### Task instructions:
Only the lines from the top of the following listing through the line with "pub struct QueryRequest<B>" belong in your answer, exactly as written.

---------- Data extract ----------

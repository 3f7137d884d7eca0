//! # Request Rendering
//!
//! A composed query is rendered as a [`QueryRequest`]: where it would be sent
//! (`chain_id`, `node`, `height`, `route`) and the validated request body.
//! `text` output is YAML, `json` output is pretty-printed JSON.

use anyhow::{Context, Result};
use serde::Serialize;

use akt_core::PageRequest;

use crate::args::{OutputFormat, QueryArgs};

/// A fully validated query, ready to be sent.
#[derive(Debug, Serialize)]
pub struct QueryRequest<B> {
    pub chain_id: String,
    pub node: String,
    pub height: i64,
    pub route: &'static str,
    pub request: B,
}

impl<B: Serialize> QueryRequest<B> {
    /// Attach `body` to the connection settings in `query`.
    pub fn new(query: &QueryArgs, route: &'static str, body: B) -> Self {
        Self {
            chain_id: query.chain_id.clone(),
            node: query.node.clone(),
            height: query.height,
            route,
            request: body,
        }
    }
}

/// Body of a single-resource query.
#[derive(Debug, Serialize)]
pub struct GetRequest<T> {
    pub id: T,
}

/// Body of a list query.
#[derive(Debug, Serialize)]
pub struct ListRequest<T> {
    pub filters: T,
    pub pagination: PageRequest,
}

/// Render `value` in `format`, always ending with a newline.
pub fn render<T: Serialize>(value: &T, format: OutputFormat) -> Result<String> {
    let mut out = match format {
        OutputFormat::Text => serde_yaml::to_string(value).context("failed to encode YAML")?,
        OutputFormat::Json => {
            serde_json::to_string_pretty(value).context("failed to encode JSON")?
        }
    };
    if !out.ends_with('\n') {
        out.push('\n');
    }
    Ok(out)
}
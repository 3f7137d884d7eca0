//! # Query Subcommand
//!
//! Deployment and market queries. Each handler turns its parsed flags into a
//! [`MarketFlags`] value, composes the identifier or filter it needs, and
//! renders the resulting request. Any composition failure aborts the command
//! before anything is printed.
//!
//! ## Subcommands
//!
//! - `akt query deployment get|list`
//! - `akt query deployment group get`
//! - `akt query market order get|list`
//! - `akt query market bid get|list`
//! - `akt query market lease get|list`

use anyhow::{Context, Result};
use clap::{Args, Subcommand};
use serde::Serialize;

use akt_core::{
    is_known_state, AddressDecoder, MarketFlags, Pagination, BID_STATES, DEPLOYMENT_STATES,
    LEASE_STATES, ORDER_STATES,
};

use crate::args::{
    BidFilterArgs, BidIdArgs, DeploymentFilterArgs, DeploymentIdArgs, GroupIdArgs,
    LeaseFilterArgs, OrderFilterArgs, OrderIdArgs, PaginationArgs, QueryArgs,
};
use crate::output::{render, GetRequest, ListRequest, QueryRequest};

/// gRPC routes of the queries this client composes.
pub mod routes {
    pub const DEPLOYMENT: &str = "/akash.deployment.v1beta1.Query/Deployment";
    pub const DEPLOYMENTS: &str = "/akash.deployment.v1beta1.Query/Deployments";
    pub const GROUP: &str = "/akash.deployment.v1beta1.Query/Group";
    pub const ORDER: &str = "/akash.market.v1beta1.Query/Order";
    pub const ORDERS: &str = "/akash.market.v1beta1.Query/Orders";
    pub const BID: &str = "/akash.market.v1beta1.Query/Bid";
    pub const BIDS: &str = "/akash.market.v1beta1.Query/Bids";
    pub const LEASE: &str = "/akash.market.v1beta1.Query/Lease";
    pub const LEASES: &str = "/akash.market.v1beta1.Query/Leases";
}

/// Arguments for the `akt query` subcommand.
#[derive(Args, Debug)]
pub struct QueryCmdArgs {
    #[command(subcommand)]
    pub command: QueryCommand,
}

/// Query modules.
#[derive(Subcommand, Debug)]
pub enum QueryCommand {
    /// Deployment query commands.
    Deployment {
        #[command(subcommand)]
        command: DeploymentQuery,
    },
    /// Market query commands.
    Market {
        #[command(subcommand)]
        command: MarketQuery,
    },
}

/// Deployment queries.
#[derive(Subcommand, Debug)]
pub enum DeploymentQuery {
    /// Query deployment.
    Get {
        #[command(flatten)]
        id: DeploymentIdArgs,
        #[command(flatten)]
        query: QueryArgs,
    },
    /// Query for all deployments.
    List {
        #[command(flatten)]
        filters: DeploymentFilterArgs,
        #[command(flatten)]
        pagination: PaginationArgs,
        #[command(flatten)]
        query: QueryArgs,
    },
    /// Deployment group query commands.
    Group {
        #[command(subcommand)]
        command: GroupQuery,
    },
}

/// Deployment group queries.
#[derive(Subcommand, Debug)]
pub enum GroupQuery {
    /// Query group of deployment.
    Get {
        #[command(flatten)]
        id: GroupIdArgs,
        #[command(flatten)]
        query: QueryArgs,
    },
}

/// Market queries.
#[derive(Subcommand, Debug)]
pub enum MarketQuery {
    /// Order query commands.
    Order {
        #[command(subcommand)]
        command: OrderQuery,
    },
    /// Bid query commands.
    Bid {
        #[command(subcommand)]
        command: BidQuery,
    },
    /// Lease query commands.
    Lease {
        #[command(subcommand)]
        command: LeaseQuery,
    },
}

/// Order queries.
#[derive(Subcommand, Debug)]
pub enum OrderQuery {
    /// Query order.
    Get {
        #[command(flatten)]
        id: OrderIdArgs,
        #[command(flatten)]
        query: QueryArgs,
    },
    /// Query for all orders.
    List {
        #[command(flatten)]
        filters: OrderFilterArgs,
        #[command(flatten)]
        pagination: PaginationArgs,
        #[command(flatten)]
        query: QueryArgs,
    },
}

/// Bid queries.
#[derive(Subcommand, Debug)]
pub enum BidQuery {
    /// Query order bid.
    Get {
        #[command(flatten)]
        id: BidIdArgs,
        #[command(flatten)]
        query: QueryArgs,
    },
    /// Query for all bids.
    List {
        #[command(flatten)]
        filters: BidFilterArgs,
        #[command(flatten)]
        pagination: PaginationArgs,
        #[command(flatten)]
        query: QueryArgs,
    },
}

/// Lease queries.
#[derive(Subcommand, Debug)]
pub enum LeaseQuery {
    /// Query lease.
    Get {
        #[command(flatten)]
        id: BidIdArgs,
        #[command(flatten)]
        query: QueryArgs,
    },
    /// Query for all leases.
    List {
        #[command(flatten)]
        filters: LeaseFilterArgs,
        #[command(flatten)]
        pagination: PaginationArgs,
        #[command(flatten)]
        query: QueryArgs,
    },
}

/// Execute the query subcommand, printing the rendered request to stdout.
pub fn run_query<D>(args: &QueryCmdArgs, decoder: &D) -> Result<u8>
where
    D: AddressDecoder + ?Sized,
{
    let out = compose_query(&args.command, decoder)?;
    print!("{out}");
    Ok(0)
}

/// Compose and render a query without printing it.
pub fn compose_query<D>(command: &QueryCommand, decoder: &D) -> Result<String>
where
    D: AddressDecoder + ?Sized,
{
    match command {
        QueryCommand::Deployment { command } => deployment_query(command),
        QueryCommand::Market { command } => match command {
            MarketQuery::Order { command } => order_query(command),
            MarketQuery::Bid { command } => bid_query(command, decoder),
            MarketQuery::Lease { command } => lease_query(command, decoder),
        },
    }
}

fn deployment_query(command: &DeploymentQuery) -> Result<String> {
    match command {
        DeploymentQuery::Get { id, query } => {
            let id = MarketFlags::from(id).deployment_id();
            emit_get(query, routes::DEPLOYMENT, id)
        }
        DeploymentQuery::List {
            filters,
            pagination,
            query,
        } => {
            let flags = MarketFlags::from(filters);
            warn_unknown_state(&flags, DEPLOYMENT_STATES, "deployment");
            emit_list(query, routes::DEPLOYMENTS, flags.deployment_filters(), pagination)
        }
        DeploymentQuery::Group {
            command: GroupQuery::Get { id, query },
        } => {
            let id = MarketFlags::from(id)
                .group_id()
                .context("failed to build group id from flags")?;
            emit_get(query, routes::GROUP, id)
        }
    }
}

fn order_query(command: &OrderQuery) -> Result<String> {
    match command {
        OrderQuery::Get { id, query } => {
            let id = MarketFlags::from(id)
                .order_id()
                .context("failed to build order id from flags")?;
            emit_get(query, routes::ORDER, id)
        }
        OrderQuery::List {
            filters,
            pagination,
            query,
        } => {
            let flags = MarketFlags::from(filters);
            warn_unknown_state(&flags, ORDER_STATES, "order");
            let filters = flags
                .order_filters()
                .context("failed to build order filters from flags")?;
            emit_list(query, routes::ORDERS, filters, pagination)
        }
    }
}

fn bid_query<D>(command: &BidQuery, decoder: &D) -> Result<String>
where
    D: AddressDecoder + ?Sized,
{
    match command {
        BidQuery::Get { id, query } => {
            let id = MarketFlags::from(id)
                .bid_id(decoder)
                .context("failed to build bid id from flags")?;
            emit_get(query, routes::BID, id)
        }
        BidQuery::List {
            filters,
            pagination,
            query,
        } => {
            let flags = MarketFlags::from(filters);
            warn_unknown_state(&flags, BID_STATES, "bid");
            let filters = flags
                .bid_filters(decoder)
                .context("failed to build bid filters from flags")?;
            emit_list(query, routes::BIDS, filters, pagination)
        }
    }
}

fn lease_query<D>(command: &LeaseQuery, decoder: &D) -> Result<String>
where
    D: AddressDecoder + ?Sized,
{
    match command {
        LeaseQuery::Get { id, query } => {
            let id = MarketFlags::from(id)
                .lease_id(decoder)
                .context("failed to build lease id from flags")?;
            emit_get(query, routes::LEASE, id)
        }
        LeaseQuery::List {
            filters,
            pagination,
            query,
        } => {
            let flags = MarketFlags::from(filters);
            warn_unknown_state(&flags, LEASE_STATES, "lease");
            let filters = flags
                .lease_filters(decoder)
                .context("failed to build lease filters from flags")?;
            emit_list(query, routes::LEASES, filters, pagination)
        }
    }
}

fn emit_get<T: Serialize>(query: &QueryArgs, route: &'static str, id: T) -> Result<String> {
    tracing::debug!(route, chain_id = %query.chain_id, "composed get request");
    render(&QueryRequest::new(query, route, GetRequest { id }), query.output)
}

fn emit_list<T: Serialize>(
    query: &QueryArgs,
    route: &'static str,
    filters: T,
    pagination: &PaginationArgs,
) -> Result<String> {
    let pagination = Pagination::from(pagination)
        .page_request()
        .context("invalid pagination flags")?;
    tracing::debug!(
        route,
        chain_id = %query.chain_id,
        offset = pagination.offset,
        limit = pagination.limit,
        "composed list request"
    );
    let body = ListRequest {
        filters,
        pagination,
    };
    render(&QueryRequest::new(query, route, body), query.output)
}

/// The node decides which states exist; unknown ones are only reported.
fn warn_unknown_state(flags: &MarketFlags, known: &[&str], resource: &str) {
    if !is_known_state(&flags.state, known) {
        tracing::warn!(
            state = %flags.state,
            ?known,
            "unrecognised {resource} state filter, passing it through"
        );
    }
}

----------

### Solution for this problem:
repository 3f7137d884d7eca0
//! # Request Rendering
//!
//! A composed query is rendered as a [`QueryRequest`]: where it would be sent
//! (`chain_id`, `node`, `height`, `route`) and the validated request body.
//! `text` output is YAML, `json` output is pretty-printed JSON.

use anyhow::{Context, Result};
use serde::Serialize;

use akt_core::PageRequest;

use crate::args::{OutputFormat, QueryArgs};

/// A fully validated query, ready to be sent.
#[derive(Debug, Serialize)]
pub struct QueryRequest<B> {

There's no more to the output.